I don't think the OP is saying they'll pay for the horses to be there? I got the impression that the OP is doing some sort of self-care type deal where the boarders would be paying for the care/feeding of their horses, but not a boarding fee.

I could be totally wrong, of course!
That's basically the type of boarding I do - I keep my horse on my neighbor's property with no boarding fee, I just do most upkeep myself and keep an eye on their house when they go out of town [which is frequently]. They just enjoy having a horse on their property and the security that comes with knowing their house isn't "abandoned" when they go away.

I've kept horses in two separate places [current place and a friend's house where feed was included] and I've honestly never had to pay board. I am certainly aware that that's not the norm, but it does happen.


OP, I agree with the other posters, having horse facilities are expensive. If you plan to have any kind of setup beyond just a pasture and shed, you probably will want to charge a low board fee. It probably doesn't have to be too expensive, but you'll likely want something. Plus the whole insurance thing, that's important!


----------



## Speed Racer (Oct 21, 2009)

Wallaby, even self-care with no maintenance fee is kind of strange. Even just enough to maintain keeping the lights on, liability insurance paid, and upkeep on the fencing/arena/grounds makes more sense than no cost at all. 
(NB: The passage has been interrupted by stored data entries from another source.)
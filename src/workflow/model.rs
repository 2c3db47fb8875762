//! Documents and signers.

use crate::docmdp::{DocMdpLevel, ModificationStatus};
use chrono::{DateTime, Utc};
use serde::{Deserialize, Serialize};
use uuid::Uuid;

#[derive(Debug, Clone, Copy, PartialEq, Eq, Hash, Serialize, Deserialize)]
#[serde(rename_all = "lowercase")]
pub enum NodeType {
    File,
    Envelope,
}

/// How signers on one document are sequenced.
#[derive(Debug, Clone, Copy, PartialEq, Eq, Hash, Default, Serialize, Deserialize)]
#[serde(rename_all = "snake_case")]
pub enum SignatureFlow {
    #[default]
    None,
    Parallel,
    OrderedNumeric,
}

/// Per-signer status. `Signed` is terminal.
#[derive(Debug, Clone, Copy, PartialEq, Eq, PartialOrd, Ord, Hash, Default, Serialize, Deserialize)]
#[serde(rename_all = "snake_case")]
pub enum SignRequestStatus {
    #[default]
    Draft = 0,
    AbleToSign = 1,
    Signed = 2,
}

impl SignRequestStatus {
    pub fn code(self) -> u8 {
        self as u8
    }
}

/// Aggregate document status, always derived from the signers.
#[derive(Debug, Clone, Copy, PartialEq, Eq, PartialOrd, Ord, Hash, Serialize, Deserialize)]
#[serde(rename_all = "snake_case")]
pub enum DocumentStatus {
    Draft,
    AbleToSign,
    PartialSigned,
    Signed,
}

/// A standalone file, an envelope, or an envelope child.
#[derive(Debug, Clone, PartialEq, Eq, Serialize, Deserialize)]
pub struct Document {
    pub id: u64,
    pub uuid: Uuid,
    pub name: String,
    pub node_type: NodeType,
    /// Set only for envelope children
    pub parent_id: Option<u64>,
    /// Blob holding the bytes; envelopes have none
    pub node_id: Option<u64>,
    pub docmdp_level: DocMdpLevel,
    pub modification_status: ModificationStatus,
    pub signature_flow: SignatureFlow,
    /// SHA-256 hex of the last finalized bytes
    pub signed_hash: Option<String>,
    pub created_at: DateTime<Utc>,
}

impl Document {
    /// A standalone signable file stored at blob `node_id`.
    pub fn file(name: impl Into<String>, node_id: u64) -> Self {
        Self {
            id: 0,
            uuid: Uuid::new_v4(),
            name: name.into(),
            node_type: NodeType::File,
            parent_id: None,
            node_id: Some(node_id),
            docmdp_level: DocMdpLevel::None,
            modification_status: ModificationStatus::Unchecked,
            signature_flow: SignatureFlow::None,
            signed_hash: None,
            created_at: Utc::now(),
        }
    }

    /// An envelope; it never carries bytes of its own.
    pub fn envelope(name: impl Into<String>) -> Self {
        Self {
            node_type: NodeType::Envelope,
            node_id: None,
            ..Self::file(name, 0)
        }
    }

    /// A child of envelope `parent_id`.
    pub fn child_of(parent_id: u64, name: impl Into<String>, node_id: u64) -> Self {
        Self {
            parent_id: Some(parent_id),
            ..Self::file(name, node_id)
        }
    }

    pub fn with_flow(mut self, flow: SignatureFlow) -> Self {
        self.signature_flow = flow;
        self
    }

    pub fn with_docmdp_level(mut self, level: DocMdpLevel) -> Self {
        self.docmdp_level = level;
        self
    }

    pub fn is_envelope(&self) -> bool {
        self.node_type == NodeType::Envelope
    }
}

/// A signer on one document.
#[derive(Debug, Clone, PartialEq, Eq, Serialize, Deserialize)]
pub struct SignRequest {
    pub id: u64,
    pub uuid: Uuid,
    pub document_id: u64,
    pub display_name: String,
    /// Meaningful only under [`SignatureFlow::OrderedNumeric`]
    pub signing_order: u32,
    pub status: SignRequestStatus,
    pub signed_at: Option<DateTime<Utc>>,
}

impl SignRequest {
    pub fn new(document_id: u64, display_name: impl Into<String>) -> Self {
        Self {
            id: 0,
            uuid: Uuid::new_v4(),
            document_id,
            display_name: display_name.into(),
            signing_order: 1,
            status: SignRequestStatus::Draft,
            signed_at: None,
        }
    }

    pub fn is_signed(&self) -> bool {
        self.status == SignRequestStatus::Signed
    }
}

/// `(identifierKey, identifierValue)` naming one physical signer.
#[derive(Debug, Clone, PartialEq, Eq, Hash, Serialize, Deserialize)]
pub struct SignerIdentity {
    pub key: String,
    pub value: String,
}

impl SignerIdentity {
    pub fn new(key: impl Into<String>, value: impl Into<String>) -> Self {
        Self {
            key: key.into(),
            value: value.into(),
        }
    }
}

#[cfg(test)]
mod tests {
    use super::*;

    #[test]
    fn test_envelope_has_no_bytes() {
        let envelope = Document::envelope("bundle");
        assert!(envelope.is_envelope());
        assert_eq!(envelope.node_id, None);
        let child = Document::child_of(7, "a.pdf", 3);
        assert_eq!(child.parent_id, Some(7));
        assert_eq!(child.node_type, NodeType::File);
    }

    #[test]
    fn test_status_codes_and_order() {
        assert_eq!(SignRequestStatus::Draft.code(), 0);
        assert_eq!(SignRequestStatus::Signed.code(), 2);
        assert!(SignRequestStatus::AbleToSign < SignRequestStatus::Signed);
        assert!(DocumentStatus::PartialSigned > DocumentStatus::AbleToSign);
    }

    #[test]
    fn test_flow_serde() {
        let json = serde_json::to_string(&SignatureFlow::OrderedNumeric).unwrap();
        assert_eq!(json, "\"ordered_numeric\"");
    }
}
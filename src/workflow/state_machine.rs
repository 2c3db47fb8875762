//! Signer and document transitions.
//!
//! Signer rows move `draft -> able_to_sign -> signed` and never back.
//! Document status is always derived from the signer rows (and, for an
//! envelope, from its children) at read time; it is never stored.

use super::model::{
    Document, DocumentStatus, SignRequest, SignRequestStatus, SignatureFlow, SignerIdentity,
};
use super::progress::{compute_progress, ChildSigners, EnvelopeProgress};
use crate::config::{SignOxideConfig, SigningDefaults};
use crate::docmdp::{DocMdpHandler, DocMdpLevel, ModificationStatus};
use crate::error::{Conflict, Error, Result};
use crate::identify::{
    is_identified, IdentifyMethod, IdentifyMethodKind, IdentifyVerifier, VerifyOutcome,
};
use crate::signatures::{sha256_hex, PdfSigner, SignOptions, SigningCredentials};
use crate::store::{
    BlobStorage, DocumentRepository, IdentifyMethodRepository, SignRequestRepository,
};
use chrono::Utc;
use std::sync::Arc;

/// Status of a document derived from its signers.
pub fn document_status(signers: &[SignRequest]) -> DocumentStatus {
    if signers.is_empty() {
        return DocumentStatus::Draft;
    }
    if signers.iter().all(SignRequest::is_signed) {
        DocumentStatus::Signed
    } else if signers.iter().any(SignRequest::is_signed) {
        DocumentStatus::PartialSigned
    } else if signers.iter().any(|s| s.status == SignRequestStatus::AbleToSign) {
        DocumentStatus::AbleToSign
    } else {
        DocumentStatus::Draft
    }
}

/// Status of an envelope derived from its children's statuses.
pub fn envelope_status(children: &[DocumentStatus]) -> DocumentStatus {
    if children.is_empty() {
        return DocumentStatus::Draft;
    }
    if children.iter().all(|s| *s == DocumentStatus::Signed) {
        DocumentStatus::Signed
    } else if children
        .iter()
        .any(|s| matches!(s, DocumentStatus::PartialSigned | DocumentStatus::Signed))
    {
        DocumentStatus::PartialSigned
    } else {
        children.iter().copied().max().unwrap_or(DocumentStatus::Draft)
    }
}

/// Ordered-flow gate: every other signer with a lower order must have
/// signed. Other flows impose no order.
pub fn check_signing_order(
    flow: SignatureFlow,
    request: &SignRequest,
    signers: &[SignRequest],
) -> Result<()> {
    if flow != SignatureFlow::OrderedNumeric {
        return Ok(());
    }
    let waiting_on = signers
        .iter()
        .filter(|s| s.id != request.id && s.signing_order < request.signing_order && !s.is_signed())
        .map(|s| s.signing_order)
        .min();
    match waiting_on {
        Some(waiting_on) => Err(Error::StateConflict(Conflict::SigningOrder { waiting_on })),
        None => Ok(()),
    }
}

/// Orchestrates signers, identification and signing over the store.
pub struct SigningWorkflow<S> {
    store: Arc<S>,
    verifier: IdentifyVerifier,
    docmdp: DocMdpHandler,
    signing: SigningDefaults,
}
Methinks the OP has no actual clue to the costs, or how destructive horses really are to maintain.


----------



## beau159 (Oct 4, 2010)

OP, I am agreeing with everyone else. Have you ever boarded horses before? Did you realize you are going to need to carry liability insurance? 

What about buying hay in the winter? That's not cheap. (Unless you'd make your boarders buy their own hay.)

No matter what you decide to do, make sure you have each and every boarder sign a contract that spells out the details of your arrangment. And how you will "evict" the boarder, if need be (aka "drama")



stevenson said:


> asking for a deposit.. never heard of such a thing. I would never pay a deposit for boarding.


No different than if you sign a contract to rent an apartment. They always take one month's rent as a deposit. 

I've never paid a deposit for boarding either, but I wouldn't be surprised if a barn made it into it's policy. They can make their policy what they want.


----------



## stevenson (Sep 12, 2011)

beau.. yes they could make it policy. but i would not board where I had to leave a deposit.


----------



## churumbeque (Dec 20, 2009)

She wants to do something good and obviously isn't trying to make money or break even. I really like the idea for college students or maybe people getting divorced and don't want to loose their horse.
I would interview and get references. 
If she is doing all of this which is costing $$ insurance is just part of it. Also if you don't board and the technical definition for board maybe if you are charging then her regular insurance may not be an issue.


----------



## Regula (Jan 23, 2012)

Yes, I think it is a nice thought to do this for college students. However, on top of the financial issues, I would be afraid of the welfare issues with people basically dumping horseson you and not maintaining them.
So if you really want to stick to your original plan, I would screen people very, very carefully, make a detailed contract, and make sure there is a way to get rid of them again if need be.
_Posted via Mobile Device_


----------



## Saddlebag (Jan 17, 2011)

You need to be able to be hard headed with borders or people will crap on you. It's not about being nice or helpful, it must remain a business. Contracts need to be made up and signed by both parties before the horse steps foot on the property. You need to put in the contract that if the board is past due by (say, 5 days) that it will be taken to the next auction and sold. Since everyone is so afraid an auction means the horse will be slaughtered, that usually prompts people to pay on time. Think of boarding in the context of a newbie allowing a horse to get away with little things then one day things go badly. It's not the horse's fault, it's the handler's. She tho't she was being nice to the horse.


----------